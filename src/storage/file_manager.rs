use log::{debug, info};
use std::path::{Component, Path, PathBuf};
use tokio::fs as async_fs;

use crate::core::FileListing;
use crate::utils::{P2PError, Result};

/// Owns the working directory and the listing published from it.
pub struct FileManager {
    working_dir: PathBuf,
    listing: FileListing,
}

impl FileManager {
    pub async fn new(working_dir: PathBuf) -> Result<Self> {
        let mut manager = Self {
            working_dir,
            listing: FileListing::default(),
        };

        manager.scan_files().await?;
        Ok(manager)
    }

    /// Recompute the listing from the directory's regular files, sorted by name.
    /// The directory is created if it went missing.
    pub async fn scan_files(&mut self) -> Result<&FileListing> {
        async_fs::create_dir_all(&self.working_dir)
            .await
            .map_err(|e| P2PError::IoError(format!("Failed to create directory: {}", e)))?;

        let mut entries = async_fs::read_dir(&self.working_dir)
            .await
            .map_err(|e| P2PError::IoError(format!("Failed to read directory: {}", e)))?;

        let mut names = Vec::new();
        while let Some(entry) = entries
            .next_entry()
            .await
            .map_err(|e| P2PError::IoError(format!("Failed to read directory entry: {}", e)))?
        {
            let file_type = entry.file_type().await?;
            if !file_type.is_file() {
                debug!("Skipping non-file entry {:?}", entry.path());
                continue;
            }
            names.push(entry.file_name().to_string_lossy().into_owned());
        }
        names.sort();

        info!(
            "Scanned {} files in {}",
            names.len(),
            self.working_dir.display()
        );
        self.listing = FileListing::new(names);
        Ok(&self.listing)
    }

    pub fn listing(&self) -> &FileListing {
        &self.listing
    }

    pub fn working_dir(&self) -> &Path {
        &self.working_dir
    }
}

/// Join `name` onto `dir`, refusing anything but a single plain file name.
pub fn resolve_in(dir: &Path, name: &str) -> Result<PathBuf> {
    let mut components = Path::new(name).components();
    match (components.next(), components.next()) {
        (Some(Component::Normal(_)), None) => Ok(dir.join(name)),
        _ => Err(P2PError::InvalidFileName(name.to_string())),
    }
}

#[cfg(test)]
mod tests {
    use super::*;

    #[tokio::test]
    async fn test_creates_missing_directory() {
        let root = tempfile::tempdir().unwrap();
        let dir = root.path().join("syncFolder");

        let manager = FileManager::new(dir.clone()).await.unwrap();
        assert!(dir.is_dir());
        assert!(manager.listing().is_empty());
    }

    #[tokio::test]
    async fn test_listing_is_sorted_files_only() {
        let root = tempfile::tempdir().unwrap();
        std::fs::write(root.path().join("b.txt"), b"b").unwrap();
        std::fs::write(root.path().join("a.txt"), b"a").unwrap();
        std::fs::create_dir(root.path().join("nested")).unwrap();

        let manager = FileManager::new(root.path().to_path_buf()).await.unwrap();
        assert_eq!(manager.listing().encode(), "a.txt@b.txt@");
    }

    #[tokio::test]
    async fn test_rescan_picks_up_new_files() {
        let root = tempfile::tempdir().unwrap();
        let mut manager = FileManager::new(root.path().to_path_buf()).await.unwrap();
        assert!(manager.listing().is_empty());

        std::fs::write(root.path().join("late.bin"), [1u8, 2, 3]).unwrap();
        assert_eq!(manager.scan_files().await.unwrap().names(), ["late.bin"]);
    }

    #[test]
    fn test_resolve_rejects_paths() {
        let dir = Path::new("/tmp/share");
        assert_eq!(
            resolve_in(dir, "notes.md").unwrap(),
            PathBuf::from("/tmp/share/notes.md")
        );
        assert!(resolve_in(dir, "../escape").is_err());
        assert!(resolve_in(dir, "a/b").is_err());
        assert!(resolve_in(dir, "").is_err());
    }
}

What needs to be done
In the records above, some lines hold the word "Failed". Say how many, and nothing more.

Worked solution
3